A large language model KazLLM has been developed.

13 February 2025

A large language model, KazLLM, has been developed as part of the directive issued by the Head of State to promote artificial intelligence in the Kazakh language.

To implement this directive, the Ministry of Science and Higher Education of the Republic of Kazakhstan, in collaboration with the Institute of Information Systems and Artificial Intelligence (ISSAI), research institutes, and higher education institutions, has undertaken efforts to build a comprehensive Kazakh language corpus for the national language model KazLLM.

This initiative is expected to contribute to the development of effective solutions for processing, translating, and analyzing text data in the Kazakh language, as well as integrating it into modern technologies. In the context of globalization and the country's efforts to preserve its cultural identity, the project holds particular significance.
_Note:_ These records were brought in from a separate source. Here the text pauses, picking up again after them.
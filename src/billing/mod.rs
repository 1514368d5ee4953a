//! Provider invoicing with frozen line items.

pub mod models;
pub mod requests;
pub mod responses;
pub mod routes;
pub mod services;

pub use models::{Billing, BillingItem, BillingItemUpgrade};
pub use routes::router;
pub use services::{generate_billings, BillingError};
More than 140 researchers and staff from 26 leading scientific institutes and universities participated in the development of the Kazakh language corpus for KazLLM. They worked on compiling vast amounts of data across 115 scientific fields, including economics, finance, mathematics, history, biology, chemistry, medicine, and technology. For example, Al-Farabi Kazakh National University contributed data on philosophy, ethics, PR, astronomy, astrophysics, and information technologies. The Institute of Mathematics and Mathematical Modeling compiled data in the field of mathematics, while the Sh. Ualikhanov Institute of History and Ethnology provided historical content. Medical universities were responsible for assembling medical data. This collaboration with scientific and academic institutions has enabled the creation of a unique Kazakh-language dataset, ensuring high-quality and efficient model development.

As of today, an open-source version of KazLLM is available on the platform https://huggingface.co/issai.

KazLLM, as an important component of digital infrastructure, can be used for non-commercial scientific and academic purposes, as well as for the development of chatbots, virtual assistants, and automatic translation systems, similar to Google Translate.

A large language model KazLLM has been developed.